How to make Q-Q plots?
What are Q-Q plots?
A q-q plot is a plot that is used to compare two distributions against each other. It helps you to identify if your assumptions of a distribution are valid. P-values under null hypothesis follow a uniform distribution. p-values can be obtained from tests such as t-test, f-test, rank-sum test, etc. The x-axis on q-q plot represents the theoretical p-values (uniformly distributed). The y-axis represents observed p-values, i.e. the ones we obtain from testing.
So how do we make these plots?
MATLAB
% number of tests
n = 5000
% creating dummy variable
obs_p = rand(n,1);
% sort observed p-values. Since these tests can give very small p-values, we transform by taking -log10(p-value)

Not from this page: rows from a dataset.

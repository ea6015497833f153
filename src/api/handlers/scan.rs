use crate::AppState;
use crate::api::error::AppError;
use crate::services::scanner::AnalysisReport;
use crate::services::storage::UploadError;
use axum::{Json, extract::Multipart, extract::State};
use bytes::Bytes;
use serde::Serialize;
use serde_json::{Value, json};
use std::time::Duration;
use utoipa::ToSchema;

#[derive(Serialize, ToSchema)]
pub struct ScanResponse {
    pub message: String,
    /// Final report from the scanning service, passed through unmodified
    #[schema(value_type = Object)]
    pub data: AnalysisReport,
}

#[utoipa::path(
    post,
    path = "/upload",
    request_body(content = Multipart, description = "Multipart body with a single 'file' field"),
    responses(
        (status = 200, description = "File analyzed and removed", body = ScanResponse),
        (status = 500, description = "Upload, submission or polling failed")
    ),
    tag = "scan"
)]
pub async fn upload_and_scan(
    State(state): State<AppState>,
    mut multipart: Multipart,
) -> Result<Json<ScanResponse>, AppError> {
    let mut upload: Option<(String, Bytes)> = None;

    while let Some(field) = multipart
        .next_field()
        .await
        .map_err(|e| UploadError::Multipart(e.to_string()))?
    {
        if field.name() == Some("file") {
            let original_name = field.file_name().unwrap_or("unnamed").to_string();
            let data = field
                .bytes()
                .await
                .map_err(|e| UploadError::Multipart(e.to_string()))?;
            upload = Some((original_name, data));
            break;
        }
    }

    let report = state.workflow.run(upload).await?;

    Ok(Json(ScanResponse {
        message: "File analyzed and removed".to_string(),
        data: report,
    }))
}

#[utoipa::path(
    post,
    path = "/uploads",
    responses(
        (status = 200, description = "Fixed placeholder payload")
    ),
    tag = "scan"
)]
pub async fn uploads_placeholder() -> Json<Value> {
    // Legacy stub endpoint: fixed payload after an artificial delay.
    tokio::time::sleep(Duration::from_secs(1)).await;
    Json(json!({ "data": "Analysis results" }))
}
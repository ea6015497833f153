use crate::config::ScanConfig;
use crate::services::scanner::{AnalysisClient, AnalysisHandle, AnalysisReport, PollingError};
use std::time::Duration;
use tracing::debug;

/// Waits for a submitted analysis to reach its terminal status.
///
/// A non-terminal status is retried after a fixed delay; a failed status
/// query is not retried and aborts the wait. With `max_attempts == 0` the
/// loop is unbounded; setting a bound turns a stuck analysis into
/// `PollingError::AttemptsExhausted` instead of a request that never
/// finishes.
pub struct AnalysisPoller {
    interval: Duration,
    max_attempts: u32,
}

impl AnalysisPoller {
    pub fn new(interval: Duration, max_attempts: u32) -> Self {
        Self {
            interval,
            max_attempts,
        }
    }

    pub fn from_config(config: &ScanConfig) -> Self {
        Self::new(config.poll_interval, config.max_poll_attempts)
    }

    pub async fn wait_for_report(
        &self,
        client: &dyn AnalysisClient,
        handle: &AnalysisHandle,
    ) -> Result<AnalysisReport, PollingError> {
        let mut attempts: u32 = 0;

        loop {
            let response = client.fetch_analysis(handle).await?;

            if response.is_completed() {
                debug!(
                    analysis_id = %handle.analysis_id,
                    "Analysis completed after {} non-terminal responses", attempts
                );
                return Ok(AnalysisReport(response.body));
            }

            attempts += 1;
            if self.max_attempts > 0 && attempts >= self.max_attempts {
                return Err(PollingError::AttemptsExhausted(attempts));
            }

            debug!(
                analysis_id = %handle.analysis_id,
                status = %response.status,
                "Analysis not finished, retrying in {:?}", self.interval
            );
            tokio::time::sleep(self.interval).await;
        }
    }
}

obs_p = -log10(sort(obs_p));
% creating theoretical p-values that follow a uniform distribution
th_p = -log10(1/n:1/n:1);
scatter(th_p, obs_p)
hline = refline(1,0);
set(hline,'Color','r')
Python
import numpy as np
import matplotlib.pyplot as plt
# number of tests
n = 5000
# creating dummy observed p-values
obs_p = np.random.rand(1,n)[0]
obs_p = -np.log10(np.sort(obs_p))
th_p = np.arange(1/float(n),1+(1/float(n)),1/float(n))
th_p = -np.log10(th_p)
fig, ax = plt.subplots(ncols=1)
ax.scatter(th_p,obs_p)
x = np.linspace(*ax.get_xlim())
ax.plot(x, x)
plt.show()
R
# number of tests
n = 3000
# creating dummy observed p-values
obs_p = runif(n)
obs_p = -log10(sort(obs_p))
th_p = -log10(seq(1/n,1,1/n))
plot(th_p,obs_p)
lines(th_p,th_p,col='red')